Logo, trata-se de teologia da história e não de uma crônica jornalística da
práxis e do ensinamento do Galileu. Provavelmente, Mc foi escrito fora da
Palestina, na periferia da capital do Império Romano, onde os apóstolos Paulo e
Pedro tinham, segundo a tradição, sido martirizados. Mc objetiva guiar as
primeiras comunidades cristãs que enfrentavam - e, hoje, as pessoas cristãs que
enfrentam -, muitos problemas e desafios.
Mc inicia dizendo:
“Princípio do Evangelho de Jesus
Cristo, Filho de Deus.” (Mc 1,1). Assim, Marcos é o criador do gênero
Evangelho. Mc é único dos quatro evangelhos da Bíblia que usa a palavra
Evangelho[2] (eu + angelos, em grego), que quer dizer
boa notícia aos empobrecidos e, conseqüentemente, péssima notícia para os
opressores dos pobres (cf. Lc 4,18-19).
Organizado seguindo uma
seqüência cronológica, Mc, com 16 capítulos, é o menor Evangelho da Bíblia. Mc
é uma das fontes para a elaboração dos outros três evangelhos: Mt, Lc e Jo. Encontramos também em Mc algumas ausências. Não há narrativa
da genealogia, nem das infâncias de João Batista e de Jesus, nem do Pai Nosso e
nem das Bem aventuranças. A narrativa das tentações está resumida (Mc 1,13).

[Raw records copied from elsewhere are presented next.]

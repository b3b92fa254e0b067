//! Backend request/response API
//!
//! [`BackendApi`] covers every call the workflow makes besides the event
//! stream. [`HttpBackend`] talks to a running server; [`MockBackend`] replays
//! canned responses for tests.

pub mod client;
pub mod error;
pub mod http;
pub mod mock;
pub mod types;

pub use client::BackendApi;
pub use error::{ApiError, ApiOperation};
pub use http::HttpBackend;
pub use mock::{ApiCall, MockBackend};
pub use types::{
    AnalysisResponse, DocumentResponse, SessionStatus, StoredDocument, UploadPayload,
    UploadResponse, UploadStatus,
};
#[cfg(test)]
mod tests {
    use super::*;
    use crate::api::{ApiOperation, MockBackend};
    use crate::controllers::Question;
    use crate::events::{MockConnection, MockTransport};
    use std::io::Write;
    use std::sync::Mutex;

    #[derive(Default)]
    struct RecordingHandler {
        notices: Mutex<Vec<WorkflowNotice>>,
    }

    impl RecordingHandler {
        fn notices(&self) -> Vec<WorkflowNotice> {
            self.notices.lock().unwrap().clone()
        }
    }

    impl NoticeHandler for RecordingHandler {
        fn on_notice(&self, notice: &WorkflowNotice) {
            self.notices.lock().unwrap().push(notice.clone());
        }
    }

    fn phase(name: &str) -> Event {
        Event::Phase {
            phase: name.to_string(),
        }
    }

    fn video() -> tempfile::NamedTempFile {
        let mut file = tempfile::Builder::new().suffix(".mp4").tempfile().unwrap();
        file.write_all(b"not really a video").unwrap();
        file
    }

    fn workflow(
        backend: Arc<MockBackend>,
        transport: Arc<MockTransport>,
    ) -> (Workflow<MockBackend, MockTransport>, Arc<RecordingHandler>) {
        let handler = Arc::new(RecordingHandler::default());
        let workflow = Workflow::new(
            backend,
            transport,
            SessionId::new("workflow-test").unwrap(),
            RetryPolicy::default(),
        )
        .with_notice_handler(handler.clone());
        (workflow, handler)
    }

    #[tokio::test]
    async fn test_complete_upload_skips_monitoring() {
        let backend = Arc::new(
            MockBackend::new().with_upload_status(crate::api::UploadStatus::Complete),
        );
        let transport = Arc::new(MockTransport::new());
        let (mut workflow, _) = workflow(backend.clone(), transport.clone());
        let file = video();

        workflow.run(UploadRequest::new(file.path())).await.unwrap();

        assert_eq!(workflow.context().phase(), Phase::Complete);
        assert_eq!(transport.connect_count(), 0);
        assert_eq!(backend.operations(), vec![ApiOperation::SubmitFile]);
    }

    #[tokio::test]
    async fn test_upload_failure_returns_to_welcome() {
        let backend = Arc::new(MockBackend::new());
        backend.fail_next(ApiOperation::SubmitFile, 400, "unsupported format");
        let (mut workflow, handler) = workflow(backend, Arc::new(MockTransport::new()));
        let file = video();

        let err = workflow.run(UploadRequest::new(file.path())).await.unwrap_err();

        assert_eq!(
            err,
            WorkflowError::UploadFailed {
                message: "unsupported format".to_string()
            }
        );
        assert_eq!(workflow.context().phase(), Phase::Welcome);
        assert!(workflow.context().metadata().is_none());
        assert!(handler.notices().contains(&WorkflowNotice::StepFailed {
            step: FailedStep::Upload,
            message: "unsupported format".to_string()
        }));
    }

    #[tokio::test]
    async fn test_answers_ignored_after_questioning() {
        let backend = Arc::new(MockBackend::new());
        let (workflow, handler) = workflow(backend.clone(), Arc::new(MockTransport::new()));
        let mut workflow =
            workflow.with_questions(vec![Question::free_text("topic", "What?", "")]);

        workflow.handle(phase("questioning").into()).await;
        workflow
            .handle(UserAction::Answer("請求".to_string()).into())
            .await;
        let notices = handler.notices().len();

        workflow
            .handle(UserAction::Answer("late".to_string()).into())
            .await;

        assert_eq!(workflow.context().answers().len(), 1);
        assert_eq!(handler.notices().len(), notices);
        assert_eq!(backend.count(ApiOperation::UpdatePolicy), 1);
    }

    #[tokio::test]
    async fn test_questioning_reannounced_after_answers_keeps_them() {
        let backend = Arc::new(MockBackend::new());
        let (workflow, handler) = workflow(backend.clone(), Arc::new(MockTransport::new()));
        let mut workflow =
            workflow.with_questions(vec![Question::free_text("topic", "What?", "")]);

        workflow.handle(phase("questioning").into()).await;
        workflow
            .handle(UserAction::Answer("請求".to_string()).into())
            .await;
        let asked = handler.notices().len();

        // A reconnect before the analysis starts announces questioning again
        workflow.handle(phase("questioning").into()).await;

        assert_eq!(
            workflow.context().phase(),
            Phase::Analyzing(AnalyzingStage::PendingConfirmation)
        );
        assert_eq!(workflow.context().answers().len(), 1);
        assert_eq!(handler.notices().len(), asked);
        assert_eq!(backend.count(ApiOperation::UpdatePolicy), 1);
    }

    #[tokio::test]
    async fn test_answers_before_questioning_are_kept() {
        let backend = Arc::new(MockBackend::new());
        let (mut workflow, handler) = workflow(backend.clone(), Arc::new(MockTransport::new()));

        workflow.handle(phase("processing").into()).await;
        for answer in ["月次請求", "", "9", "新入社員", "標準", "extra"] {
            workflow
                .handle(UserAction::Answer(answer.to_string()).into())
                .await;
        }
        assert!(workflow.context().answers().is_empty());

        workflow.handle(phase("questioning").into()).await;

        let answers: Vec<_> = workflow
            .context()
            .answers()
            .iter()
            .map(|a| a.text.as_str())
            .collect();
        assert_eq!(answers, ["月次請求", "", "新入社員", "標準"]);
        assert_eq!(
            workflow.context().phase(),
            Phase::Analyzing(AnalyzingStage::PendingConfirmation)
        );
        assert_eq!(
            backend.operations(),
            vec![ApiOperation::UpdatePolicy, ApiOperation::StartAnalysis]
        );

        let notices = handler.notices();
        assert!(!notices
            .iter()
            .any(|n| matches!(n, WorkflowNotice::QuestionAsked { .. })));
        assert_eq!(
            notices
                .iter()
                .filter(|n| matches!(n, WorkflowNotice::AnswerRejected { .. }))
                .count(),
            1
        );
    }

    #[tokio::test]
    async fn test_partial_answers_before_questioning_then_ask() {
        let (mut workflow, handler) =
            workflow(Arc::new(MockBackend::new()), Arc::new(MockTransport::new()));

        workflow
            .handle(UserAction::Answer("月次請求".to_string()).into())
            .await;
        workflow.handle(phase("questioning").into()).await;

        assert_eq!(workflow.context().answers().len(), 1);
        assert!(matches!(
            handler.notices().last(),
            Some(WorkflowNotice::QuestionAsked { index: 1, .. })
        ));
    }

    #[tokio::test]
    async fn test_without_questions_policy_is_sent_immediately() {
        let backend = Arc::new(MockBackend::new());
        let (workflow, _) = workflow(backend.clone(), Arc::new(MockTransport::new()));
        let mut workflow = workflow.with_questions(Vec::new());

        workflow.handle(phase("questioning").into()).await;
        assert_eq!(
            workflow.context().phase(),
            Phase::Analyzing(crate::session::AnalyzingStage::PendingConfirmation)
        );

        workflow.handle(phase("complete").into()).await;
        assert_eq!(workflow.context().phase(), Phase::Complete);
        assert_eq!(
            backend.operations(),
            vec![
                ApiOperation::UpdatePolicy,
                ApiOperation::StartAnalysis,
                ApiOperation::FetchAnalysis,
                ApiOperation::GenerateDocument,
            ]
        );
    }

    #[tokio::test]
    async fn test_invalid_answer_is_rejected_and_reasked() {
        let backend = Arc::new(MockBackend::new());
        let (workflow, handler) = workflow(backend.clone(), Arc::new(MockTransport::new()));
        let mut workflow = workflow.with_questions(vec![Question::single_choice(
            "tool",
            "Which tool?",
            &["Excel", "SAP"],
        )]);

        workflow.handle(phase("questioning").into()).await;
        workflow
            .handle(UserAction::Answer("Word".to_string()).into())
            .await;
        assert_eq!(workflow.context().phase(), Phase::Questioning);
        assert!(workflow.context().answers().is_empty());

        workflow
            .handle(UserAction::Answer("2".to_string()).into())
            .await;
        assert_eq!(workflow.context().answers()[0].text, "SAP");
        assert_eq!(
            backend.operations(),
            vec![ApiOperation::UpdatePolicy, ApiOperation::StartAnalysis]
        );

        let notices = handler.notices();
        let asked = notices
            .iter()
            .filter(|n| matches!(n, WorkflowNotice::QuestionAsked { .. }))
            .count();
        assert_eq!(asked, 2);
        assert!(notices
            .iter()
            .any(|n| matches!(n, WorkflowNotice::AnswerRejected { .. })));
    }

    #[tokio::test]
    async fn test_policy_failure_reasks_last_question() {
        let backend = Arc::new(MockBackend::new());
        backend.fail_next(ApiOperation::StartAnalysis, 503, "analysis busy");
        let (workflow, handler) = workflow(backend.clone(), Arc::new(MockTransport::new()));
        let mut workflow =
            workflow.with_questions(vec![Question::free_text("topic", "What?", "")]);

        workflow.handle(phase("questioning").into()).await;
        workflow
            .handle(UserAction::Answer("請求".to_string()).into())
            .await;

        assert_eq!(workflow.context().phase(), Phase::Questioning);
        assert!(workflow.context().answers().is_empty());
        assert!(matches!(
            handler.notices().last(),
            Some(WorkflowNotice::QuestionAsked { index: 0, .. })
        ));

        workflow
            .handle(UserAction::Answer("請求".to_string()).into())
            .await;
        assert_eq!(backend.count(ApiOperation::StartAnalysis), 2);
    }

    #[tokio::test]
    async fn test_end_of_input_before_question_closes_run() {
        let transport = Arc::new(MockTransport::with_script([MockConnection::events_then_hold(
            [phase("questioning")],
        )]));
        let (mut workflow, _) = workflow(Arc::new(MockBackend::new()), transport);
        let sender = workflow.input_sender();
        let file = video();

        sender.send(UserAction::EndOfInput.into()).unwrap();
        let err = workflow.run(UploadRequest::new(file.path())).await.unwrap_err();

        assert_eq!(err, WorkflowError::InputClosed);
        assert_eq!(workflow.context().phase(), Phase::Questioning);
        workflow.shutdown().await;
    }

    async fn halted_workflow(
        backend: Arc<MockBackend>,
    ) -> (Workflow<MockBackend, MockTransport>, Arc<RecordingHandler>) {
        backend.fail_next(ApiOperation::GenerateDocument, 500, "model overloaded");
        let (workflow, handler) = workflow(backend, Arc::new(MockTransport::new()));
        let mut workflow = workflow.with_questions(Vec::new());

        workflow.handle(phase("questioning").into()).await;
        workflow.handle(phase("complete").into()).await;
        assert_eq!(
            workflow.context().phase(),
            Phase::Analyzing(AnalyzingStage::Halted)
        );
        (workflow, handler)
    }

    #[tokio::test]
    async fn test_halted_document_generation_can_be_retried() {
        let backend = Arc::new(MockBackend::new().with_document("# 引継ぎ資料"));
        let (mut workflow, handler) = halted_workflow(backend.clone()).await;

        workflow.retry_finalize().await.unwrap();

        assert_eq!(workflow.context().phase(), Phase::Complete);
        assert_eq!(workflow.context().generated_document(), Some("# 引継ぎ資料"));
        assert_eq!(backend.count(ApiOperation::FetchAnalysis), 1);
        assert_eq!(backend.count(ApiOperation::GenerateDocument), 2);
        assert!(matches!(
            handler.notices().last(),
            Some(WorkflowNotice::Completed { document: Some(_), .. })
        ));
        assert_eq!(
            workflow.retry_finalize().await,
            Err(WorkflowError::NothingToRetry {
                phase: Phase::Complete
            })
        );
    }

    #[tokio::test]
    async fn test_failed_retry_halts_again() {
        let backend = Arc::new(MockBackend::new());
        let (mut workflow, _) = halted_workflow(backend.clone()).await;
        backend.fail_next(ApiOperation::GenerateDocument, 502, "bad gateway");

        let err = workflow.retry_finalize().await.unwrap_err();

        assert_eq!(
            err,
            WorkflowError::FinalizeFailed {
                step: FailedStep::GenerateDocument,
                message: "bad gateway".to_string()
            }
        );
        assert_eq!(
            workflow.context().phase(),
            Phase::Analyzing(AnalyzingStage::Halted)
        );
    }

    #[tokio::test]
    async fn test_retry_action_from_input_queue() {
        let backend = Arc::new(MockBackend::new());
        let (mut workflow, _) = halted_workflow(backend.clone()).await;

        workflow.handle(UserAction::Retry.into()).await;

        assert_eq!(workflow.context().phase(), Phase::Complete);
        assert_eq!(backend.count(ApiOperation::GenerateDocument), 2);
    }

    #[tokio::test]
    async fn test_acknowledge_dismisses_halted_analysis() {
        let backend = Arc::new(MockBackend::new());
        let (mut workflow, _) = halted_workflow(backend.clone()).await;

        workflow.acknowledge().await;

        assert_eq!(workflow.context().phase(), Phase::Welcome);
        assert!(workflow.context().video_analysis().is_none());
        assert!(workflow.context().answers().is_empty());
    }

    #[tokio::test]
    async fn test_acknowledge_resets_terminal_session() {
        let (mut workflow, _) =
            workflow(Arc::new(MockBackend::new()), Arc::new(MockTransport::new()));

        workflow.handle(phase("error").into()).await;
        assert_eq!(workflow.context().phase(), Phase::Error);

        workflow.acknowledge().await;
        assert_eq!(workflow.context().phase(), Phase::Welcome);
        assert_eq!(workflow.stream_status(), StreamStatus::Idle);
    }
}
use super::client::BackendApi;
use super::error::{ApiError, ApiOperation};
use super::types::{
    AnalysisResponse, DocumentResponse, SessionStatus, StoredDocument, UploadPayload,
    UploadResponse, UploadStatus,
};
use crate::session::SessionId;
use async_trait::async_trait;
use std::collections::{HashMap, VecDeque};
use std::sync::Mutex;

/// A call recorded by [`MockBackend`]
#[derive(Debug, Clone, PartialEq, Eq)]
pub enum ApiCall {
    SubmitFile { session_id: String, file_name: String },
    UpdatePolicy { session_id: String, policy: String },
    StartAnalysis { session_id: String },
    FetchAnalysis { session_id: String },
    GenerateDocument { session_id: String },
    FetchStatus { session_id: String },
    FetchDocument { session_id: String },
}

impl ApiCall {
    pub fn operation(&self) -> ApiOperation {
        match self {
            ApiCall::SubmitFile { .. } => ApiOperation::SubmitFile,
            ApiCall::UpdatePolicy { .. } => ApiOperation::UpdatePolicy,
            ApiCall::StartAnalysis { .. } => ApiOperation::StartAnalysis,
            ApiCall::FetchAnalysis { .. } => ApiOperation::FetchAnalysis,
            ApiCall::GenerateDocument { .. } => ApiOperation::GenerateDocument,
            ApiCall::FetchStatus { .. } => ApiOperation::FetchStatus,
            ApiCall::FetchDocument { .. } => ApiOperation::FetchDocument,
        }
    }
}

#[derive(Debug, Clone)]
struct MockFailure {
    status: u16,
    message: String,
}

/// In-memory backend with canned responses and a call log
pub struct MockBackend {
    calls: Mutex<Vec<ApiCall>>,
    failures: Mutex<HashMap<ApiOperation, VecDeque<MockFailure>>>,
    upload_status: Mutex<UploadStatus>,
    analysis: Mutex<String>,
    document: Mutex<String>,
}

impl MockBackend {
    pub fn new() -> Self {
        Self {
            calls: Mutex::new(Vec::new()),
            failures: Mutex::new(HashMap::new()),
            upload_status: Mutex::new(UploadStatus::Processing),
            analysis: Mutex::new("video analysis".to_string()),
            document: Mutex::new("# Handover document".to_string()),
        }
    }

    pub fn with_upload_status(self, status: UploadStatus) -> Self {
        *self.upload_status.lock().unwrap() = status;
        self
    }

    pub fn with_analysis(self, analysis: impl Into<String>) -> Self {
        *self.analysis.lock().unwrap() = analysis.into();
        self
    }

    pub fn with_document(self, document: impl Into<String>) -> Self {
        *self.document.lock().unwrap() = document.into();
        self
    }

    /// Makes the next call of `operation` fail with an HTTP status
    pub fn fail_next(&self, operation: ApiOperation, status: u16, message: impl Into<String>) {
        self.failures
            .lock()
            .unwrap()
            .entry(operation)
            .or_default()
            .push_back(MockFailure {
                status,
                message: message.into(),
            });
    }

    pub fn calls(&self) -> Vec<ApiCall> {
        self.calls.lock().unwrap().clone()
    }

    pub fn operations(&self) -> Vec<ApiOperation> {
        self.calls().iter().map(ApiCall::operation).collect()
    }

    pub fn count(&self, operation: ApiOperation) -> usize {
        self.calls()
            .iter()
            .filter(|call| call.operation() == operation)
            .count()
    }

    fn record(&self, call: ApiCall) -> Result<(), ApiError> {
        let operation = call.operation();
        self.calls.lock().unwrap().push(call);

        let failure = self
            .failures
            .lock()
            .unwrap()
            .get_mut(&operation)
            .and_then(VecDeque::pop_front);
        match failure {
            Some(failure) => Err(ApiError::Status {
                operation,
                status: failure.status,
                message: failure.message,
            }),
            None => Ok(()),
        }
    }
}

impl Default for MockBackend {
    fn default() -> Self {
        Self::new()
    }
}

impl std::fmt::Debug for MockBackend {
    fn fmt(&self, f: &mut std::fmt::Formatter<'_>) -> std::fmt::Result {
        f.debug_struct("MockBackend")
            .field("calls", &self.calls.lock().unwrap().len())
            .finish()
    }
}

#[async_trait]
impl BackendApi for MockBackend {
    async fn submit_file(&self, payload: &UploadPayload) -> Result<UploadResponse, ApiError> {
        self.record(ApiCall::SubmitFile {
            session_id: payload.session_id.to_string(),
            file_name: payload.file_name.clone(),
        })?;
        let status = *self.upload_status.lock().unwrap();
        Ok(UploadResponse {
            status,
            message: "accepted".to_string(),
            session_id: Some(payload.session_id.to_string()),
        })
    }

    async fn update_policy(&self, session_id: &SessionId, policy: &str) -> Result<(), ApiError> {
        self.record(ApiCall::UpdatePolicy {
            session_id: session_id.to_string(),
            policy: policy.to_string(),
        })
    }

    async fn start_analysis(&self, session_id: &SessionId) -> Result<(), ApiError> {
        self.record(ApiCall::StartAnalysis {
            session_id: session_id.to_string(),
        })
    }

    async fn fetch_analysis(&self, session_id: &SessionId) -> Result<AnalysisResponse, ApiError> {
        self.record(ApiCall::FetchAnalysis {
            session_id: session_id.to_string(),
        })?;
        Ok(AnalysisResponse {
            phase: Some("complete".to_string()),
            video_analysis: Some(self.analysis.lock().unwrap().clone()),
            ..AnalysisResponse::default()
        })
    }

    async fn generate_document(
        &self,
        session_id: &SessionId,
    ) -> Result<DocumentResponse, ApiError> {
        self.record(ApiCall::GenerateDocument {
            session_id: session_id.to_string(),
        })?;
        Ok(DocumentResponse {
            status: Some("success".to_string()),
            document: self.document.lock().unwrap().clone(),
        })
    }

    async fn fetch_status(&self, session_id: &SessionId) -> Result<SessionStatus, ApiError> {
        self.record(ApiCall::FetchStatus {
            session_id: session_id.to_string(),
        })?;
        Ok(SessionStatus {
            phase: "complete".to_string(),
            ..SessionStatus::default()
        })
    }

    async fn fetch_document(&self, session_id: &SessionId) -> Result<StoredDocument, ApiError> {
        self.record(ApiCall::FetchDocument {
            session_id: session_id.to_string(),
        })?;
        Ok(StoredDocument {
            document: Some(self.document.lock().unwrap().clone()),
            video_analysis: Some(self.analysis.lock().unwrap().clone()),
        })
    }

    fn name(&self) -> &str {
        "MockBackend"
    }
}
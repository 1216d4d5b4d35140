//! Binary rendering: a bit-packed 4-byte header followed by the payload.

use crate::encode::EncodedImage;
use crate::error::CodecError;
use crate::format::{ColorFormat, MAX_HEADER_DIM};

/// The decoded form of the 4-byte binary image header.
///
/// Bit layout of the little-endian header word: format code in bits 0-9,
/// width in bits 10-20, height in bits 21-31.
#[derive(Debug, Clone, Copy, PartialEq, Eq)]
pub struct BinHeader {
    /// Serialized format code (see [`ColorFormat::descriptor_code`]).
    pub code: u16,
    /// Image width in pixels (11 bits).
    pub width: u32,
    /// Image height in pixels (11 bits).
    pub height: u32,
}

impl BinHeader {
    /// Pack the header into its 32-bit wire form.
    ///
    /// # Errors
    ///
    /// [`CodecError::DimensionsTooLarge`] if either dimension exceeds the
    /// 11-bit field.
    pub fn pack(&self) -> Result<u32, CodecError> {
        if self.width > MAX_HEADER_DIM || self.height > MAX_HEADER_DIM {
            return Err(CodecError::DimensionsTooLarge {
                width: self.width,
                height: self.height,
                max: MAX_HEADER_DIM,
            });
        }
        Ok(self.code as u32 | (self.width << 10) | (self.height << 21))
    }

    /// Decode a header from its 32-bit wire form.
    pub fn unpack(raw: u32) -> Self {
        Self {
            code: (raw & 0x3FF) as u16,
            width: (raw >> 10) & 0x7FF,
            height: (raw >> 21) & 0x7FF,
        }
    }
}

impl EncodedImage {
    /// Render the binary blob: little-endian header word, then the packed
    /// buffer verbatim (palette prefix included for indexed formats).
    pub fn to_bin(&self) -> Result<Vec<u8>, CodecError> {
        let header = BinHeader {
            code: self.descriptor_format().descriptor_code(),
            width: self.width(),
            height: self.height(),
        }
        .pack()?;

        let mut out = Vec::with_capacity(4 + self.data().len());
        out.extend_from_slice(&header.to_le_bytes());
        out.extend_from_slice(self.data());
        Ok(out)
    }
}
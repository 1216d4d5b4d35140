//! Text rendering: the packed buffer as C source for the consuming GUI
//! framework -- a palette constant (indexed formats), the payload array,
//! and an `lv_img_dsc_t` descriptor record.

use std::fmt::Write;

use crate::encode::EncodedImage;
use crate::format::ColorFormat;

/// Bytes per output line for raw payloads, where no row structure exists.
const RAW_GROUP: usize = 16;

/// Derive a C identifier from an input file's base name.
///
/// Non-alphanumeric characters become underscores; a leading digit gets an
/// underscore prefix.
///
/// # Example
/// ```
/// use lvimg_codec::sanitize_identifier;
/// assert_eq!(sanitize_identifier("app-logo v2"), "app_logo_v2");
/// assert_eq!(sanitize_identifier("8ball"), "_8ball");
/// ```
pub fn sanitize_identifier(name: &str) -> String {
    let mut ident: String = name
        .chars()
        .map(|c| if c.is_ascii_alphanumeric() { c } else { '_' })
        .collect();
    if ident.chars().next().is_some_and(|c| c.is_ascii_digit()) {
        ident.insert(0, '_');
    }
    ident
}

/// The `#if` guard and pixel-format comment for a true-color payload.
fn true_color_guard(layout: ColorFormat, alpha_byte: bool) -> (&'static str, String) {
    let (guard, channels) = match layout {
        ColorFormat::TrueColor332 => (
            "#if LV_COLOR_DEPTH == 1 || LV_COLOR_DEPTH == 8",
            "Blue: 2 bit, Green: 3 bit, Red: 3 bit",
        ),
        ColorFormat::TrueColor565 => (
            "#if LV_COLOR_DEPTH == 16 && LV_COLOR_16_SWAP == 0",
            "Blue: 5 bit, Green: 6 bit, Red: 5 bit",
        ),
        ColorFormat::TrueColor565Swap => (
            "#if LV_COLOR_DEPTH == 16 && LV_COLOR_16_SWAP != 0",
            "Blue: 5 bit, Green: 6 bit, Red: 5 bit BUT the 2 bytes are swapped",
        ),
        ColorFormat::TrueColor888 => (
            "#if LV_COLOR_DEPTH == 32",
            "Blue: 8 bit, Green: 8 bit, Red: 8 bit, Alpha: 8 bit",
        ),
        _ => unreachable!("guards exist only for true-color layouts"),
    };
    let comment = if alpha_byte && layout != ColorFormat::TrueColor888 {
        format!("  /*Pixel format: {channels}, Alpha 8 bit*/")
    } else {
        format!("  /*Pixel format: {channels}*/")
    };
    (guard, comment)
}

/// The `.data_size` initializer: symbolic for aggregate true-color tags
/// (the byte width depends on the consumer's color depth), numeric
/// otherwise.
fn data_size_expr(image: &EncodedImage) -> String {
    let px = image.width() as usize * image.height() as usize;
    match image.descriptor_format() {
        ColorFormat::TrueColor | ColorFormat::TrueColorChroma => {
            format!("{px} * LV_COLOR_SIZE / 8")
        }
        ColorFormat::TrueColorAlpha => format!("{px} * LV_IMG_PX_SIZE_ALPHA_BYTE"),
        _ => format!("{}", image.data().len()),
    }
}

/// Append payload bytes as hex literals, `group` per line.
fn write_payload(out: &mut String, bytes: &[u8], group: usize) {
    for row in bytes.chunks(group.max(1)) {
        out.push_str("  ");
        for (i, byte) in row.iter().enumerate() {
            if i > 0 {
                out.push_str(", ");
            }
            let _ = write!(out, "0x{byte:02X}");
        }
        out.push_str(",\n");
    }
}

impl EncodedImage {
    /// Render the conversion as a self-contained C source fragment.
    ///
    /// `name` is the identifier base (typically the input's file stem);
    /// it is sanitized with [`sanitize_identifier`]. Indexed formats emit
    /// the palette as a separate `{name}_palette` constant annotated per
    /// index, followed by the `{name}_map` payload array and the
    /// descriptor.
    pub fn to_c_source(&self, name: &str) -> String {
        let ident = sanitize_identifier(name);
        let upper = ident.to_ascii_uppercase();
        let palette_bytes = self.palette_bytes();

        let mut out = String::new();
        out.push_str("#include \"lvgl.h\"\n\n");
        out.push_str("#ifndef LV_ATTRIBUTE_MEM_ALIGN\n#define LV_ATTRIBUTE_MEM_ALIGN\n#endif\n\n");
        let _ = write!(
            out,
            "#ifndef LV_ATTRIBUTE_IMG_{upper}\n#define LV_ATTRIBUTE_IMG_{upper}\n#endif\n\n"
        );

        if palette_bytes > 0 {
            let _ = write!(out, "static const uint8_t {ident}_palette[] = {{\n");
            for (index, entry) in self.data()[..palette_bytes].chunks(4).enumerate() {
                let _ = write!(
                    out,
                    "  0x{:02X}, 0x{:02X}, 0x{:02X}, 0x{:02X},\t/*Color of index {index}*/\n",
                    entry[0], entry[1], entry[2], entry[3]
                );
            }
            out.push_str("};\n\n");
        }

        let _ = write!(
            out,
            "const LV_ATTRIBUTE_MEM_ALIGN LV_ATTRIBUTE_LARGE_CONST LV_ATTRIBUTE_IMG_{upper} \
             uint8_t {ident}_map[] = {{\n"
        );

        let payload = &self.data()[palette_bytes..];
        if self.format().is_true_color() {
            let (guard, comment) = true_color_guard(self.format(), self.has_alpha_byte());
            out.push_str(guard);
            out.push('\n');
            out.push_str(&comment);
            out.push('\n');
            let group = self
                .format()
                .bytes_per_pixel(self.has_alpha_byte())
                .unwrap_or(1)
                * self.width() as usize;
            write_payload(&mut out, payload, group);
            out.push_str("#endif\n");
        } else if self.format().is_raw() {
            write_payload(&mut out, payload, RAW_GROUP);
        } else {
            let group = self
                .format()
                .row_stride(self.width())
                .unwrap_or(RAW_GROUP);
            write_payload(&mut out, payload, group);
        }
        out.push_str("};\n\n");

        let _ = write!(
            out,
            "const lv_img_dsc_t {ident} = {{\n\
             \x20 .header.always_zero = 0,\n\
             \x20 .header.w = {},\n\
             \x20 .header.h = {},\n\
             \x20 .data_size = {},\n\
             \x20 .header.cf = {},\n\
             \x20 .data = {ident}_map,\n\
             }};\n",
            self.width(),
            self.height(),
            data_size_expr(self),
            self.descriptor_format().descriptor_symbol(),
        );
        out
    }
}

O autor de Mc faz questão de dizer: “Depois
que João (Batista) foi preso, veio Jesus para a Galileia proclamando o
Evangelho de Deus...” (Mc 1,14). Quer dizer, foi um acontecimento político
- repressão ao profeta João Batista, líder de um movimento popular-religioso -,
feito pelo governador Herodes, que fez Jesus reconhecer que a sua hora tinha
chegado, que era preciso iniciar sua missão pública. Mc mostra também Jesus
travando conflito com autoridades religiosas (Mc 2,1-3,6), mas em Mc o grande
inimigo de Jesus e do seu Projeto é o poder político. Conseqüência: somos
discípulos/as de um prisioneiro político. Impossível ser pessoa cristã sem se
comprometer com a luta por justiça, com uma Política que constrói uma sociedade
justa, solidária, ecumênica, com direitos humanos e sustentabilidade ambiental.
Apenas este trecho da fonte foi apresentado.